The economy of Ezhumattoor is primarily from agriculture. Ezhumattoor is one of the rubber producing villages in Kerala. The hilly terrain, high humidity and good rain make it suitable for rubber cultivation. Other major crops are coconut, tapioca and pepper. NRIs are also another major source of income.

Facilities
Ezhumattoor has the following facilities:

1. Primary Health Centre, Ezhumattoor
2. Post Office
3. Govt Higher Secondary School
4. Library
5. Dental Clinic
6. Telephone Exchange
7. Village Office
8. PSU Bank (Central Bank of India)
9. Co-operative Banks.
10.Federal Bank

== Transport ==

Ezhumattoor is largely dependent on private buses. There are few KSRTC buses passing via Ezhumattoor. The nearest KSRTC bus terminus is in Mallappally. Auto rickshaws are available and generally hired for short distances (1–3 km) where bus service is non-existent or rare. Taxis and jeeps are other preferred modes of transport where the terrain is hilly or rugged.

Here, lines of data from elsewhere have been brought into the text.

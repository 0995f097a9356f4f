//! Named, independent whiteboard instances.

use crate::config::WhiteboardConfig;
use crate::error::{Result, WhiteboardError};
use crate::whiteboard::Whiteboard;
use std::collections::HashMap;

/// Owns whiteboards by name. Boards share nothing with each other.
#[derive(Debug, Default)]
pub struct WhiteboardRegistry {
    boards: HashMap<String, Whiteboard>,
}

impl WhiteboardRegistry {
    pub fn new() -> Self {
        Self::default()
    }

    /// Create a board under `name`. Fails if the name is taken or the
    /// configuration is invalid.
    pub fn create(&mut self, name: &str, config: WhiteboardConfig) -> Result<&mut Whiteboard> {
        if self.boards.contains_key(name) {
            return Err(WhiteboardError::BoardExists(name.to_string()));
        }
        let board = Whiteboard::with_config(config)?;
        log::debug!("created whiteboard {name}");
        Ok(self.boards.entry(name.to_string()).or_insert(board))
    }

    /// Get a board, creating it with the default configuration if needed.
    pub fn get_or_create(&mut self, name: &str) -> &mut Whiteboard {
        self.boards.entry(name.to_string()).or_default()
    }

    pub fn get(&self, name: &str) -> Option<&Whiteboard> {
        self.boards.get(name)
    }

    pub fn get_mut(&mut self, name: &str) -> Option<&mut Whiteboard> {
        self.boards.get_mut(name)
    }

    /// Remove a board, handing it back to the caller.
    pub fn remove(&mut self, name: &str) -> Option<Whiteboard> {
        let removed = self.boards.remove(name);
        if removed.is_some() {
            log::debug!("removed whiteboard {name}");
        }
        removed
    }

    /// Board names, sorted.
    pub fn ids(&self) -> Vec<String> {
        let mut ids: Vec<String> = self.boards.keys().cloned().collect();
        ids.sort();
        ids
    }

    pub fn contains(&self, name: &str) -> bool {
        self.boards.contains_key(name)
    }

    pub fn len(&self) -> usize {
        self.boards.len()
    }

    pub fn is_empty(&self) -> bool {
        self.boards.is_empty()
    }
}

The nearest railway stations are at Thiruvalla and Changanacherry and Chengannur.

Trivandrum International Airport and Cochin International Airport, at Nedumbassery, Kochi are the airports most conveniently used to fly there.

== Civic administration ==

Ezhumattoor Village is a part of Pathanamthitta district administration. The Ezhumattoor village office is in Hospital Junction and Panchayath office is in Tellioor.
Ezhumattoor is famous for stone quarries, The blue stone from Ezhumattoor is mostly used for Construction of Temples, Homes etc. This place is also well known for the Traditional Ritual art Padayani, Which is performing here yearly during Vishu season at the famous Devi Temple at Panamattathukavu.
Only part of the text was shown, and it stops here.